Cumhuriyet'te yer alan habere göre, Danıştay, CHP'nin referandum sonuçlarına ilişkin başvurusunu reddetti. Ayrıca talebin idari dava olarak nitelendirilmesi anayasa gereği mümkün olmadığının altını çizdikten sonra 170,00 lira harç ile artan posta ücretinin iadesine hükmetti.
CHP, halk oylaması sonuçlarına yönelik itirazlara ilişkin hukuki aşamaların sonuçlanmasına kadar, YSK'nın sonuçları kesinleştirmesi işleminin yürütmesinin durdurulması talebiyle Danıştay'da dava açmıştı. Ayrıca mühürsüz oy pusulalarının geçerli kabul edilmesine ilişkin YSK işleminin iptali talebiyle başvuruda bulunmuştu.

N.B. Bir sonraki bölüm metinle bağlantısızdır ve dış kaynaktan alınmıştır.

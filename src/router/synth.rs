//! Menu → route synthesis.
//!
//! Menu groups are expanded level by level through an explicit FIFO
//! worklist: every leaf at depth N is emitted before any leaf at depth N+1,
//! and within a depth the server's order is kept.

use regex::Regex;
use std::collections::VecDeque;
use std::sync::OnceLock;

use super::menu::MenuEntry;
use super::route::{RouteDefinition, RouteMeta, RouteView, ViewResolver};
use crate::session::is_blank;

/// Directory prefix of dynamically resolved view modules
pub const MODULES_PREFIX: &str = "modules";

fn absolute_url_regex() -> Option<&'static Regex> {
    static RE: OnceLock<Option<Regex>> = OnceLock::new();
    RE.get_or_init(|| Regex::new(r"^https?://").ok()).as_ref()
}

/// Whether a menu url points at an external page (rendered in an iframe)
pub fn is_absolute_url(url: &str) -> bool {
    absolute_url_regex()
        .map(|re| re.is_match(url))
        .unwrap_or(false)
}

/// Leaves of the menu in level order
pub fn flatten_leaves(entries: &[MenuEntry]) -> Vec<&MenuEntry> {
    let mut queue: VecDeque<&MenuEntry> = entries.iter().collect();
    let mut leaves = Vec::new();
    while let Some(entry) = queue.pop_front() {
        if entry.is_group() {
            queue.extend(entry.children());
        } else {
            leaves.push(entry);
        }
    }
    leaves
}

/// Route for a single leaf, or None when its url is missing/blank
pub fn leaf_route(entry: &MenuEntry, resolver: &dyn ViewResolver) -> Option<RouteDefinition> {
    let url = entry.url.as_deref().filter(|url| !is_blank(url))?;
    let normalized = url.strip_prefix('/').unwrap_or(url);

    let meta = RouteMeta {
        menu_id: entry.menu_id,
        title: entry.name.clone().unwrap_or_default(),
        is_dynamic: true,
        is_tab: true,
        iframe_url: String::new(),
    };

    if is_absolute_url(url) {
        let name = format!("i-{}", entry.menu_id.unwrap_or_default());
        return Some(RouteDefinition::new(
            &name,
            &name,
            RouteView::Iframe,
            RouteMeta {
                iframe_url: url.to_string(),
                ..meta
            },
        ));
    }

    let name = normalized.replacen('/', "-", 1);
    let view = RouteView::from(resolver.resolve(&format!("{}/{}", MODULES_PREFIX, normalized)));
    if let RouteView::Missing(missing) = &view {
        tracing::debug!("Dynamic route {} has no view: {}", name, missing);
    }
    Some(RouteDefinition::new(&name, &name, view, meta))
}

/// Flat route list for the dynamic main subtree
pub fn synthesize(entries: &[MenuEntry], resolver: &dyn ViewResolver) -> Vec<RouteDefinition> {
    flatten_leaves(entries)
        .into_iter()
        .filter_map(|entry| leaf_route(entry, resolver))
        .collect()
}

#[cfg(test)]
mod tests {
    use super::*;
    use crate::router::route::{ViewRef, ViewRegistry};

    fn names(routes: &[RouteDefinition]) -> Vec<&str> {
        routes.iter().map(|r| r.name.as_str()).collect()
    }

    #[test]
    fn test_single_leaf_route_shape() {
        let registry = ViewRegistry::new(["modules/order/list"]);
        let routes = synthesize(&[MenuEntry::leaf(7, "Orders", "/order/list")], &registry);

        assert_eq!(routes.len(), 1);
        let route = &routes[0];
        assert_eq!(route.path, "order-list");
        assert_eq!(route.name, "order-list");
        assert_eq!(
            route.meta,
            RouteMeta {
                menu_id: Some(7),
                title: "Orders".to_string(),
                is_dynamic: true,
                is_tab: true,
                iframe_url: String::new(),
            }
        );
        assert_eq!(route.view, RouteView::Component(ViewRef::new("modules/order/list")));
    }

    #[test]
    fn test_only_first_slash_becomes_hyphen() {
        let routes = synthesize(
            &[MenuEntry::leaf(1, "Deep", "/sys/user/detail")],
            &ViewRegistry::default(),
        );
        assert_eq!(routes[0].path, "sys-user/detail");
    }

    #[test]
    fn test_only_one_leading_slash_stripped() {
        let routes = synthesize(&[MenuEntry::leaf(1, "Odd", "//x/y")], &ViewRegistry::default());
        assert_eq!(routes[0].name, "-x/y");
    }

    #[test]
    fn test_blank_urls_produce_no_route() {
        let entries = vec![
            MenuEntry::leaf(1, "Blank", "   "),
            MenuEntry::leaf(2, "Empty", ""),
            MenuEntry {
                url: None,
                ..MenuEntry::leaf(3, "Missing", "")
            },
            MenuEntry::leaf(4, "Ok", "sys/role"),
        ];
        let routes = synthesize(&entries, &ViewRegistry::default());
        assert_eq!(names(&routes), vec!["sys-role"]);
    }

    #[test]
    fn test_absolute_url_becomes_iframe_route() {
        let url = "https://docs.example.com/guide/index.html";
        let routes = synthesize(&[MenuEntry::leaf(31, "Docs", url)], &ViewRegistry::default());

        let route = &routes[0];
        assert_eq!(route.name, "i-31");
        assert_eq!(route.path, "i-31");
        assert_eq!(route.meta.iframe_url, url);
        assert_eq!(route.view, RouteView::Iframe);
    }

    #[test]
    fn test_http_scheme_is_also_external() {
        assert!(is_absolute_url("http://a.b"));
        assert!(is_absolute_url("https://a.b"));
        assert!(!is_absolute_url("/http://a.b"));
        assert!(!is_absolute_url("ftp://a.b"));
        assert!(!is_absolute_url("sys/user"));
    }

    #[test]
    fn test_missing_view_keeps_route() {
        let routes = synthesize(&[MenuEntry::leaf(5, "Gone", "/gone/page")], &ViewRegistry::default());
        assert_eq!(routes.len(), 1);
        match &routes[0].view {
            RouteView::Missing(missing) => assert_eq!(missing.key, "modules/gone/page"),
            other => panic!("expected missing view, got {:?}", other),
        }
    }

    #[test]
    fn test_nested_group_single_leaf() {
        let entries = vec![MenuEntry {
            list: Some(vec![MenuEntry {
                list: Some(vec![MenuEntry::leaf(1, "A", "/a/b")]),
                ..MenuEntry::default()
            }]),
            ..MenuEntry::default()
        }];
        let routes = synthesize(&entries, &ViewRegistry::default());
        assert_eq!(routes.len(), 1);
        assert_eq!(routes[0].path, "a-b");
    }

    #[test]
    fn test_level_order_across_interleaved_groups() {
        // depth 0: leaf r0, group G1, leaf r1, group G2
        // depth 1: G1 -> [g1a, group G1x], G2 -> [g2a]
        // depth 2: G1x -> [deep]
        let entries = vec![
            MenuEntry::leaf(1, "r0", "r/0"),
            MenuEntry::group(
                "G1",
                vec![
                    MenuEntry::leaf(2, "g1a", "g1/a"),
                    MenuEntry::group("G1x", vec![MenuEntry::leaf(3, "deep", "deep/x")]),
                ],
            ),
            MenuEntry::leaf(4, "r1", "r/1"),
            MenuEntry::group("G2", vec![MenuEntry::leaf(5, "g2a", "g2/a")]),
        ];

        let routes = synthesize(&entries, &ViewRegistry::default());
        // Depth-first would give r-0, g1-a, deep-x, r-1, g2-a
        assert_eq!(names(&routes), vec!["r-0", "r-1", "g1-a", "g2-a", "deep-x"]);
    }

    #[test]
    fn test_synthesis_is_structurally_idempotent() {
        let entries = vec![
            MenuEntry::group("G", vec![MenuEntry::leaf(2, "x", "/x/y")]),
            MenuEntry::leaf(9, "ext", "http://example.com"),
        ];
        let registry = ViewRegistry::new(["modules/x/y"]);
        let first = synthesize(&entries, &registry);
        let second = synthesize(&entries, &registry);
        assert_eq!(first, second);
        // input untouched
        assert_eq!(entries[0].children()[0].url.as_deref(), Some("/x/y"));
    }
}
//! Global-vs-main classification of navigation targets.

use super::route::RouteDefinition;

#[derive(Debug, Clone, Copy, PartialEq, Eq)]
pub enum RouteKind {
    /// Static route, reachable without dynamic routes
    Global,
    /// Belongs to the main subtree (possibly not registered yet)
    Main,
}

/// Classify `path` against the static routes.
///
/// Each level is compared in full before descending: top-level paths first,
/// then the children of every static route, and so on.
pub fn classify(path: &str, static_routes: &[RouteDefinition]) -> RouteKind {
    let mut level: Vec<&RouteDefinition> = static_routes.iter().collect();
    while !level.is_empty() {
        if level.iter().any(|route| route.path == path) {
            return RouteKind::Global;
        }
        level = level
            .iter()
            .flat_map(|route| route.children.iter())
            .collect();
    }
    RouteKind::Main
}

#[cfg(test)]
mod tests {
    use super::*;
    use crate::router::route::{global_routes, RouteMeta, RouteView};

    fn route(path: &str, children: Vec<RouteDefinition>) -> RouteDefinition {
        RouteDefinition {
            children,
            ..RouteDefinition::new(path, path, RouteView::None, RouteMeta::default())
        }
    }

    #[test]
    fn test_static_paths_are_global() {
        let routes = global_routes();
        assert_eq!(classify("/404", &routes), RouteKind::Global);
        assert_eq!(classify("/login", &routes), RouteKind::Global);
    }

    #[test]
    fn test_unknown_paths_are_main() {
        let routes = global_routes();
        assert_eq!(classify("/", &routes), RouteKind::Main);
        assert_eq!(classify("/order-list", &routes), RouteKind::Main);
        assert_eq!(classify("", &routes), RouteKind::Main);
        assert_eq!(classify("/login/", &routes), RouteKind::Main);
    }

    #[test]
    fn test_nested_static_children_are_global_at_any_depth() {
        let routes = vec![
            route("/a", vec![route("/a/b", vec![route("/a/b/c", vec![])])]),
            route("/x", vec![route("/x/y", vec![])]),
        ];
        assert_eq!(classify("/a/b/c", &routes), RouteKind::Global);
        assert_eq!(classify("/x/y", &routes), RouteKind::Global);
        assert_eq!(classify("/a/c", &routes), RouteKind::Main);
    }

    #[test]
    fn test_empty_static_set_is_always_main() {
        assert_eq!(classify("/login", &[]), RouteKind::Main);
    }
}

Başvuruyu CHP'nin avukatı Atilla Kart yapmıştı.
Halk oylamasında milletin iradesine, kararına iktidar ve YSK eliyle darbe vurulduğunu belirten Atilla Kaya, "Maalesef Türkiye Cumhuriyeti'nin anayasal kurumu olan, yargı denetimi konusunda en üst organ olan YSK'da bu ifadeye iştirak etmiştir. Biz burada CHP olarak şunu önemli ifade ediyorum ki, 49 milyon oya sahip çıkıyoruz. Sadece 'hayır' oyu verenlerin değil, 'evet' oyu verenlerinde hukukuna sahip çıkıyoruz. 25 milyon 'evet' oyu veren, 24 milyon 'hayır' oyu veren vatandaşlarımıza aynı duyarlılıkla sahip çıktığımızı ifade etmek isterim. Bu vatandaşlarımızın iradelerine sahip çıktığımız gibi 80 milyon vatandaşımızın da hak ve hukukuna sahip çıkıyoruz" demişti.

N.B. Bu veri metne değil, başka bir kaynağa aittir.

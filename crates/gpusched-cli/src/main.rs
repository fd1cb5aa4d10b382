//! gpusched CLI
//!
//! Command-line interface for interacting with the gpusched daemon.

mod commands;

use clap::{Parser, Subcommand};
use std::path::PathBuf;
use tracing::Level;
use tracing_subscriber::FmtSubscriber;
use uuid::Uuid;

/// gpusched - submit and inspect jobs on a GPU node
#[derive(Parser, Debug)]
#[command(name = "gpusched")]
#[command(version, about, long_about = None)]
struct Cli {
    /// Daemon API address
    #[arg(long, default_value = "http://localhost:9090", global = true)]
    api: String,

    /// Enable verbose output
    #[arg(short, long, global = true)]
    verbose: bool,

    #[command(subcommand)]
    command: Commands,
}

#[derive(Subcommand, Debug)]
enum Commands {
    /// Submit a script as a job
    Submit {
        /// Script to run
        script: PathBuf,

        /// Device memory required, in bytes or with a unit (e.g. 8G, 512MiB)
        #[arg(long, value_parser = commands::parse_size)]
        vram: u64,

        /// Partition
        #[arg(long, default_value = "normal")]
        partition: String,

        /// QoS class
        #[arg(long, default_value = "standard")]
        qos: String,

        /// Submitting user (defaults to $USER)
        #[arg(long)]
        user: Option<String>,
    },

    /// List jobs in queue order
    Queue {
        /// Only show jobs with this status
        #[arg(long)]
        status: Option<String>,
    },

    /// Show a job in detail
    Job {
        /// Job ID
        id: Uuid,
    },

    /// Show GPU devices
    Gpus,

    /// Print the output of a job
    Logs {
        /// Job ID
        id: Uuid,

        /// Keep printing output until the job finishes
        #[arg(short, long)]
        follow: bool,
    },
}

#[tokio::main]
async fn main() -> anyhow::Result<()> {
    let cli = Cli::parse();

    // Initialize logging
    let log_level = if cli.verbose {
        Level::DEBUG
    } else {
        Level::WARN
    };

    let subscriber = FmtSubscriber::builder()
        .with_max_level(log_level)
        .with_target(false)
        .with_writer(std::io::stderr)
        .finish();
    let _ = tracing::subscriber::set_global_default(subscriber);

    let client = commands::ApiClient::new(&cli.api);

    match cli.command {
        Commands::Submit {
            script,
            vram,
            partition,
            qos,
            user,
        } => {
            commands::submit(&client, script, vram, partition, qos, user).await?;
        }
        Commands::Queue { status } => {
            commands::queue(&client, status).await?;
        }
        Commands::Job { id } => {
            commands::job(&client, id).await?;
        }
        Commands::Gpus => {
            commands::gpus(&client).await?;
        }
        Commands::Logs { id, follow } => {
            commands::logs(&client, id, follow).await?;
        }
    }

    Ok(())
}
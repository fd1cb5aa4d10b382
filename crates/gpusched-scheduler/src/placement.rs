//! Job placement decisions

use crate::capacity::DeviceCapacity;

/// Strategy for choosing a device for a job
pub trait PlacementStrategy: Send + Sync {
    /// Pick a device for a job requesting `vram_required` bytes.
    ///
    /// `devices` is ordered by device id.
    fn place(&self, vram_required: u64, devices: &[DeviceCapacity]) -> Option<u32>;
}

/// First healthy device, in id order, with enough available memory
pub struct FirstFit;

impl PlacementStrategy for FirstFit {
    fn place(&self, vram_required: u64, devices: &[DeviceCapacity]) -> Option<u32> {
        devices
            .iter()
            .find(|d| d.healthy && d.available >= vram_required)
            .map(|d| d.gpu_id)
    }
}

Adalet Bakanı Bekir Bozdağ, CHP'nin başvurusu hakkında "Anayasa Mahkemesi ve Danıştay bu konuda yetkisizdir" demişti. CHP ise Adalet Bakanı'nın görüşülen bir başvuru hakkında görüş belirtmesini "Yargıya açıkça talimat verdi" diyerek tepki göstermişti.
Başvuruyu değerlendiren Danıştay 10. Dairesi oy çokluğu ile "karar vermeye yer olmadığı" şeklinde karar tahsis etti.

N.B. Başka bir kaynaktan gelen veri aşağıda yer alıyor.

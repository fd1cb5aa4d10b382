//! CLI commands implementation

use anyhow::{bail, Context, Result};
use chrono::{DateTime, Utc};
use gpusched_core::{GpuDevice, JobStatus};
use serde::{Deserialize, Serialize};
use std::io::Write;
use std::path::PathBuf;
use uuid::Uuid;

const GIB: u64 = 1024 * 1024 * 1024;

/// API client for communicating with the daemon
pub struct ApiClient {
    base_url: String,
    client: reqwest::Client,
}

impl ApiClient {
    pub fn new(base_url: &str) -> Self {
        Self {
            base_url: base_url.trim_end_matches('/').to_string(),
            client: reqwest::Client::new(),
        }
    }

    pub fn url(&self, path: &str) -> String {
        format!("{}{}", self.base_url, path)
    }
}

/// Turn an error status into an error carrying the response body
async fn check(response: reqwest::Response, action: &str) -> Result<reqwest::Response> {
    let status = response.status();
    if status.is_success() {
        return Ok(response);
    }
    let error = response.text().await.unwrap_or_default();
    bail!("Failed to {}: {} {}", action, status, error.trim())
}

/// Submission response from API
#[derive(Debug, Deserialize)]
pub struct SubmitResponse {
    pub id: Uuid,
    pub status: JobStatus,
    pub priority_score: f64,
}

/// Queue entry from API
#[derive(Debug, Deserialize)]
pub struct QueueEntry {
    pub id: Uuid,
    pub status: JobStatus,
    pub priority_score: f64,
    pub user_id: String,
    pub partition: String,
    pub qos: String,
    pub vram_required: u64,
    pub assigned_gpu_id: Option<u32>,
    #[allow(dead_code)]
    pub submitted_at: DateTime<Utc>,
    #[serde(default)]
    pub unschedulable: bool,
}

/// Submit a script
pub async fn submit(
    client: &ApiClient,
    script: PathBuf,
    vram_required: u64,
    partition: String,
    qos: String,
    user: Option<String>,
) -> Result<()> {
    let content = tokio::fs::read_to_string(&script)
        .await
        .with_context(|| format!("reading {}", script.display()))?;

    let user_id = user
        .or_else(|| std::env::var("USER").ok())
        .unwrap_or_else(|| "anonymous".to_string());

    #[derive(Serialize)]
    struct SubmitRequest {
        user_id: String,
        script: String,
        script_name: Option<String>,
        vram_required: u64,
        partition: String,
        qos: String,
    }

    let req = SubmitRequest {
        user_id,
        script: content,
        script_name: script
            .file_name()
            .map(|name| name.to_string_lossy().into_owned()),
        vram_required,
        partition,
        qos,
    };

    let response = client
        .client
        .post(client.url("/api/v1/jobs/submit"))
        .json(&req)
        .send()
        .await?;
    let job: SubmitResponse = check(response, "submit job").await?.json().await?;

    println!("Job {} submitted", job.id);
    println!("  Status: {}", job.status);
    println!("  Priority: {:.1}", job.priority_score);

    Ok(())
}

/// List jobs
pub async fn queue(client: &ApiClient, status: Option<String>) -> Result<()> {
    let mut request = client.client.get(client.url("/api/v1/jobs/queue"));
    if let Some(status) = &status {
        request = request.query(&[("status", status)]);
    }

    let response = request.send().await?;
    let jobs: Vec<QueueEntry> = check(response, "list jobs").await?.json().await?;

    if jobs.is_empty() {
        println!("No jobs found");
        return Ok(());
    }

    println!(
        "{:<36} {:<10} {:>10} {:<12} {:<10} {:<10} {:>9} {:<9}",
        "ID", "STATUS", "PRIORITY", "USER", "PARTITION", "QOS", "VRAM", "GPU"
    );
    println!("{}", "-".repeat(115));
    for job in jobs {
        println!(
            "{:<36} {:<10} {:>10.1} {:<12} {:<10} {:<10} {:>9} {:<9}",
            job.id,
            job.status,
            job.priority_score,
            job.user_id,
            job.partition,
            job.qos,
            format_size(job.vram_required),
            gpu_column(&job),
        );
    }

    Ok(())
}

fn gpu_column(job: &QueueEntry) -> String {
    match job.assigned_gpu_id {
        Some(gpu_id) => gpu_id.to_string(),
        None if job.unschedulable => "none fits".to_string(),
        None => "-".to_string(),
    }
}

/// Show a job
pub async fn job(client: &ApiClient, id: Uuid) -> Result<()> {
    let response = client
        .client
        .get(client.url(&format!("/api/v1/jobs/{}", id)))
        .send()
        .await?;
    let job: serde_json::Value = check(response, "get job").await?.json().await?;

    println!("{}", serde_json::to_string_pretty(&job)?);
    Ok(())
}

/// Show GPU devices
pub async fn gpus(client: &ApiClient) -> Result<()> {
    let response = client
        .client
        .get(client.url("/api/v1/gpu/metrics"))
        .send()
        .await?;
    let devices: Vec<GpuDevice> = check(response, "get GPU metrics").await?.json().await?;

    for device in devices {
        let temperature = device
            .temperature
            .map(|t| format!("{}C", t))
            .unwrap_or_else(|| "-".to_string());
        let utilization = device
            .utilization
            .map(|u| format!("{}%", u))
            .unwrap_or_else(|| "-".to_string());
        println!(
            "[{}] {} - {}/{} used - {} - {} - {}",
            device.gpu_id,
            device.name,
            format_size(device.memory_used),
            format_size(device.memory_total),
            temperature,
            utilization,
            if device.is_healthy {
                "Healthy"
            } else {
                "Unhealthy"
            }
        );
    }

    Ok(())
}

/// Print job output
pub async fn logs(client: &ApiClient, id: Uuid, follow: bool) -> Result<()> {
    let mut response = client
        .client
        .get(client.url(&format!("/api/v1/jobs/{}/logs", id)))
        .query(&[("follow", follow)])
        .send()
        .await?;
    response = check(response, "get logs").await?;

    let mut stdout = std::io::stdout().lock();
    while let Some(chunk) = response.chunk().await? {
        stdout.write_all(&chunk)?;
        stdout.flush()?;
    }

    Ok(())
}

/// Parse a byte size such as `1024`, `8G`, `8GiB` or `500MB`.
///
/// Single-letter and `iB` units are binary, `B` units are decimal.
pub fn parse_size(input: &str) -> std::result::Result<u64, String> {
    let input = input.trim();
    let split = input
        .find(|c: char| !c.is_ascii_digit())
        .unwrap_or(input.len());
    let (digits, unit) = input.split_at(split);

    let value: u64 = digits
        .parse()
        .map_err(|_| format!("invalid size '{}'", input))?;

    let multiplier: u64 = match unit.trim().to_ascii_uppercase().as_str() {
        "" | "B" => 1,
        "K" | "KIB" => 1024,
        "M" | "MIB" => 1024 * 1024,
        "G" | "GIB" => GIB,
        "T" | "TIB" => 1024 * GIB,
        "KB" => 1_000,
        "MB" => 1_000_000,
        "GB" => 1_000_000_000,
        "TB" => 1_000_000_000_000,
        other => return Err(format!("unknown size unit '{}'", other)),
    };

    value
        .checked_mul(multiplier)
        .ok_or_else(|| format!("size '{}' is too large", input))
}

fn format_size(bytes: u64) -> String {
    if bytes >= GIB {
        format!("{:.1}GiB", bytes as f64 / GIB as f64)
    } else {
        format!("{}MiB", bytes / (1024 * 1024))
    }
}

Danıştay, "YSK'nın seçim iş ve işlemlerine yönelik kararlarının Anayasadan kaynaklanan bu niteliği gereğince: seçim sürecine ilişkin olması nedeniyle idari işlem niteliği taşımayan işleme konu kararın iptali ve buna bağlı olarak halk oylaması sonuçlarının bu dava sonuçlanancaya kadar açıklanmasının yürütmenin durdurulması istemleri hakkında karar verilmene yer olmadığına karar verilmesi gerektiği düşünülmektedir..." ifadelerini kullandı.
4 sayfa halinde hazırlanan kararın son bölümünde "Yüksek Seçim Kurumu'nun 16 Nisan 2017 tarih ve 560 sayılı kararının, seçim hukuku kapsamında alınmış bir karar olduğu, seçim sürecine ilişkin bulunduğu, dolayısıyla bu kararın, idari işlem olarak nitelendirilmesine ve idari yargı denetimine tabi tutulmasına Anayasa'nın 79. maddesinin 2. fıkrası hükmü karşısında olanak bulamadığı sonucuna varılmıştır" degerlendirmesi aktarıldı.
Danıştay 10. Dairesi, CHP'nin talebin idari dava olarak nitelendirilmesi Anayasa gereği mümkün olmadığının altını çizdikten sonra "Başvuru konusu istemler hakkında karar verilmesine yer olmadığına, istem hakkında bir karar verilmediğniden 170,00 TL harç ile artan posta ücretinin istemde bulunan iadesine, 2577 sayılı İdari Yargılama Usulü Kanunun 60. maddesi ve 7210 sayılı Tesligat Kanunun 2. maddesi uyarınca bu kararın taraflara memur emiyle tebliğ edilmesine 24 Nisan 2017 tarihinde oy çokluğu ile karar verilmiştir" hükmünü kararına yazdı.